* [ASSIGNMENT]
Output only the lines of the entries that follow, starting at the one with "fn detach(&self) -> io::Result<()>;" and running down to the one with "impl Attachment for", both included and unchanged.

* [INPUT MATERIAL]

■ ■ ■ ■ ■ ■ ■

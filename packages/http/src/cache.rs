//! Metadata cache for `stat` results.

use std::collections::HashMap;
use std::sync::{PoisonError, RwLock};
use std::time::{Duration, Instant};

use crate::entry::RemoteEntry;

/// How long a cached entry is served without asking the backend again.
pub const DEFAULT_STAT_TTL: Duration = Duration::from_millis(1000);

#[derive(Debug, Clone)]
struct CachedEntry {
    entry: RemoteEntry,
    fetched_at: Instant,
}

/// Path-keyed cache of remote metadata.
///
/// Thread-safe via an internal `RwLock`. Entries are replaced wholesale on
/// refresh and only ever go stale; nothing is evicted. Two callers racing
/// on the same stale key may both fetch, and the later store wins.
pub struct StatCache {
    entries: RwLock<HashMap<String, CachedEntry>>,
    ttl: Duration,
}

impl StatCache {
    /// Create a cache whose entries stay fresh for `ttl`.
    pub fn new(ttl: Duration) -> Self {
        Self {
            entries: RwLock::new(HashMap::new()),
            ttl,
        }
    }

    /// Get a fresh entry for `path`, or `None` if missing or stale.
    pub fn get(&self, path: &str) -> Option<RemoteEntry> {
        let entries = self.entries.read().unwrap_or_else(PoisonError::into_inner);
        entries
            .get(path)
            .filter(|cached| cached.fetched_at.elapsed() < self.ttl)
            .map(|cached| cached.entry.clone())
    }

    /// Store `entry` for `path`, stamped with the current time.
    pub fn insert(&self, path: &str, entry: RemoteEntry) {
        let mut entries = self.entries.write().unwrap_or_else(PoisonError::into_inner);
        entries.insert(
            path.to_string(),
            CachedEntry {
                entry,
                fetched_at: Instant::now(),
            },
        );
    }

    /// Forget `path`, forcing the next `get` to miss.
    pub fn invalidate(&self, path: &str) {
        let mut entries = self.entries.write().unwrap_or_else(PoisonError::into_inner);
        entries.remove(path);
    }

    pub fn ttl(&self) -> Duration {
        self.ttl
    }

    /// Number of entries, fresh or stale.
    pub fn len(&self) -> usize {
        self.entries
            .read()
            .unwrap_or_else(PoisonError::into_inner)
            .len()
    }

    pub fn is_empty(&self) -> bool {
        self.len() == 0
    }
}

impl Default for StatCache {
    fn default() -> Self {
        Self::new(DEFAULT_STAT_TTL)
    }
}

#[cfg(test)]
mod tests {
    use std::sync::Arc;
    use std::thread;

    use super::*;

    fn entry(name: &str, size: u64) -> RemoteEntry {
        RemoteEntry {
            name: name.to_string(),
            size,
            mode: 0o644,
            mtime: 0,
            is_dir: false,
        }
    }

    #[test]
    fn fresh_entries_are_served() {
        let cache = StatCache::default();
        assert!(cache.get("hello").is_none());

        cache.insert("hello", entry("hello", 13));
        assert_eq!(cache.get("hello"), Some(entry("hello", 13)));
        assert_eq!(cache.len(), 1);
    }

    #[test]
    fn stale_entries_miss_but_stay_stored() {
        let cache = StatCache::new(Duration::from_millis(20));
        cache.insert("hello", entry("hello", 13));
        thread::sleep(Duration::from_millis(40));

        assert!(cache.get("hello").is_none());
        assert_eq!(cache.len(), 1);
    }

    #[test]
    fn refresh_replaces_the_entry() {
        let cache = StatCache::default();
        cache.insert("hello", entry("hello", 13));
        cache.insert("hello", entry("hello", 20));
        assert_eq!(cache.get("hello").unwrap().size, 20);
    }

    #[test]
    fn invalidate_removes_the_entry() {
        let cache = StatCache::default();
        cache.insert("hello", entry("hello", 13));
        cache.invalidate("hello");
        assert!(cache.get("hello").is_none());
        assert!(cache.is_empty());
    }

    #[test]
    fn concurrent_access_keeps_the_map_consistent() {
        let cache = Arc::new(StatCache::default());
        let workers: Vec<_> = (0..8)
            .map(|i| {
                let cache = Arc::clone(&cache);
                thread::spawn(move || {
                    for j in 0..200 {
                        let key = format!("f{}", j % 10);
                        cache.insert(&key, entry(&key, i));
                        assert!(cache.get(&key).is_some());
                    }
                })
            })
            .collect();

        for worker in workers {
            worker.join().unwrap();
        }
        assert_eq!(cache.len(), 10);
    }
}
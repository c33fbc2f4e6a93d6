//! Mount point management.

use std::ffi::CString;
use std::fs;
use std::io;
use std::os::unix::ffi::OsStrExt;
use std::path::{Path, PathBuf};
use std::process::{Command, Stdio};
use std::sync::{Arc, Mutex, PoisonError};

use fuser::{BackgroundSession, MountOption};
use thiserror::Error;
use tracing::{debug, info, warn};

use httpfs_http::RemoteFs;

use crate::adapter::{HttpFsAdapter, Owner};
use crate::worker::DEFAULT_WORKERS;

/// Filesystem name shown in the mount table.
pub const FS_NAME: &str = "httpfs";

/// Setuid helpers that unmount FUSE filesystems for unprivileged users.
const FUSERMOUNT: [&str; 2] = ["fusermount3", "fusermount"];

#[derive(Error, Debug)]
pub enum MountError {
    #[error("failed to prepare mount point {path}: {source}")]
    Prepare {
        path: PathBuf,
        #[source]
        source: io::Error,
    },

    #[error("failed to mount {path}: {source}")]
    Mount {
        path: PathBuf,
        #[source]
        source: io::Error,
    },

    #[error("failed to unmount {path}: {source}")]
    Unmount {
        path: PathBuf,
        #[source]
        source: io::Error,
    },

    #[error("{path} is already mounted")]
    AlreadyMounted { path: PathBuf },
}

/// The three steps the orchestrator drives a mount through.
///
/// `unmount` may be called whether or not `mount` succeeded, and more than
/// once; implementations treat "not mounted" as success.
pub trait Mounter: Send + Sync {
    /// Clear a stale mount and make sure the directory exists.
    fn prepare(&self) -> Result<(), MountError>;

    /// Attach the filesystem. Returns once the kernel serves the mount.
    fn mount(&self) -> Result<(), MountError>;

    /// Detach the filesystem. On failure the mount stays attached and the
    /// call may be repeated.
    fn unmount(&self) -> Result<(), MountError>;
}

/// A live mount.
trait Attachment: Send {
    /// Ask the kernel to drop the mount. Fails while it is busy.
    fn detach(&self) -> io::Result<()>;

    /// Wait for the session to wind down after a successful detach.
    fn finish(self: Box<Self>);
}

struct Session {
    path: PathBuf,
    background: BackgroundSession,
}

impl Attachment for Session {
    fn detach(&self) -> io::Result<()> {
        detach(&self.path)
    }

    fn finish(self: Box<Self>) {
        let Session { path, background } = *self;
        // The kernel connection is gone, so the loop ends on its next read.
        match background.guard.join() {
            Ok(Ok(())) => {}
            Ok(Err(err)) => warn!(path = %path.display(), %err, "session ended with error"),
            Err(_) => warn!(path = %path.display(), "session thread panicked"),
        }
    }
}

/// Read-only FUSE mount of a [`RemoteFs`] at a fixed directory.
pub struct FuseMount {
    path: PathBuf,
    fs: Arc<dyn RemoteFs>,
    owner: Owner,
    session: Mutex<Option<Box<dyn Attachment>>>,
}

impl FuseMount {
    pub fn new(path: impl Into<PathBuf>, fs: Arc<dyn RemoteFs>) -> Self {
        Self {
            path: path.into(),
            fs,
            owner: Owner::current(),
            session: Mutex::new(None),
        }
    }

    pub fn path(&self) -> &Path {
        &self.path
    }

    /// Whether a session started by [`Mounter::mount`] is still attached.
    pub fn is_mounted(&self) -> bool {
        self.session
            .lock()
            .unwrap_or_else(PoisonError::into_inner)
            .is_some()
    }

    fn options() -> Vec<MountOption> {
        vec![MountOption::RO, MountOption::FSName(FS_NAME.to_string())]
    }

    #[cfg(test)]
    fn attach(&self, attachment: Box<dyn Attachment>) {
        *self.session.lock().unwrap_or_else(PoisonError::into_inner) = Some(attachment);
    }
}

/// Best-effort `umount`; output and exit status are ignored.
fn force_unmount(path: &Path) {
    let status = Command::new("umount")
        .arg(path)
        .stdin(Stdio::null())
        .stdout(Stdio::null())
        .stderr(Stdio::null())
        .status();
    debug!(path = %path.display(), ?status, "umount");
}

/// Unmount `path`, leaving it mounted if it is in use.
///
/// Tries umount(2) first. Unprivileged users get EPERM there and go through
/// the fusermount helper instead.
fn detach(path: &Path) -> io::Result<()> {
    let target = CString::new(path.as_os_str().as_bytes())
        .map_err(|err| io::Error::new(io::ErrorKind::InvalidInput, err))?;

    if unsafe { libc::umount(target.as_ptr()) } == 0 {
        return Ok(());
    }
    let err = io::Error::last_os_error();
    if err.raw_os_error() != Some(libc::EPERM) {
        return Err(err);
    }

    let mut missing = None;
    for helper in FUSERMOUNT {
        let output = Command::new(helper)
            .arg("-u")
            .arg("--")
            .arg(path)
            .stdin(Stdio::null())
            .output();
        match output {
            Ok(output) if output.status.success() => return Ok(()),
            Ok(output) => {
                return Err(io::Error::other(format!(
                    "{} -u: {}",
                    helper,
                    String::from_utf8_lossy(&output.stderr).trim()
                )))
            }
            Err(err) if err.kind() == io::ErrorKind::NotFound => missing = Some(err),
            Err(err) => return Err(err),
        }
    }
    Err(missing.unwrap_or_else(|| io::Error::from(io::ErrorKind::NotFound)))
}

impl Mounter for FuseMount {
    fn prepare(&self) -> Result<(), MountError> {
        force_unmount(&self.path);
        fs::create_dir_all(&self.path).map_err(|source| MountError::Prepare {
            path: self.path.clone(),
            source,
        })
    }

    fn mount(&self) -> Result<(), MountError> {
        let mut session = self.session.lock().unwrap_or_else(PoisonError::into_inner);
        if session.is_some() {
            return Err(MountError::AlreadyMounted {
                path: self.path.clone(),
            });
        }

        let mount_error = |source: io::Error| MountError::Mount {
            path: self.path.clone(),
            source,
        };
        let adapter = HttpFsAdapter::new(Arc::clone(&self.fs), self.owner, DEFAULT_WORKERS)
            .map_err(mount_error)?;
        let background =
            fuser::spawn_mount2(adapter, &self.path, &Self::options()).map_err(mount_error)?;

        info!(path = %self.path.display(), "mounted");
        *session = Some(Box::new(Session {
            path: self.path.clone(),
            background,
        }));
        Ok(())
    }

    fn unmount(&self) -> Result<(), MountError> {
        let mut slot = self.session.lock().unwrap_or_else(PoisonError::into_inner);
        let Some(attachment) = slot.take() else {
            drop(slot);
            force_unmount(&self.path);
            return Ok(());
        };

        if let Err(source) = attachment.detach() {
            *slot = Some(attachment);
            return Err(MountError::Unmount {
                path: self.path.clone(),
                source,
            });
        }
        drop(slot);

        attachment.finish();
        info!(path = %self.path.display(), "unmounted");
        Ok(())
    }
}
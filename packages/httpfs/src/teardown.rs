//! Unmount and shutdown, each at most once.
//!
//! Both the signal thread and the main thread may tear down; whichever
//! arrives second waits for the first to finish and then does nothing.

use std::sync::{Arc, Once};

use tracing::warn;

use httpfs_fuse::Mounter;

use crate::backend::Terminate;

pub struct Teardown {
    mounter: Arc<dyn Mounter>,
    backend: Arc<dyn Terminate>,
    unmounted: Once,
    shut_down: Once,
}

impl Teardown {
    pub fn new(mounter: Arc<dyn Mounter>, backend: Arc<dyn Terminate>) -> Self {
        Self {
            mounter,
            backend,
            unmounted: Once::new(),
            shut_down: Once::new(),
        }
    }

    /// Detach the mount. Failure is logged and otherwise ignored.
    pub fn unmount(&self) {
        self.unmounted.call_once(|| {
            if let Err(err) = self.mounter.unmount() {
                warn!(error = %err, "unable to unmount");
            }
        });
    }

    /// Terminate the backend's process group. Failure is logged and
    /// otherwise ignored.
    pub fn shutdown(&self) {
        self.shut_down.call_once(|| {
            if let Err(err) = self.backend.terminate() {
                warn!(error = %err, "unable to terminate backend");
            }
        });
    }

    /// Unmount, then shut down. The mount is always released before the
    /// backend it depends on goes away.
    pub fn all(&self) {
        self.unmount();
        self.shutdown();
    }
}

■ ■ ■ ■ ■ ■ ■

* [ANSWER TO THE EXERCISE]
    fn detach(&self) -> io::Result<()>;

    /// Wait for the session to wind down after a successful detach.
    fn finish(self: Box<Self>);
}

struct Session {
    path: PathBuf,
    background: BackgroundSession,
}

impl Attachment for Session {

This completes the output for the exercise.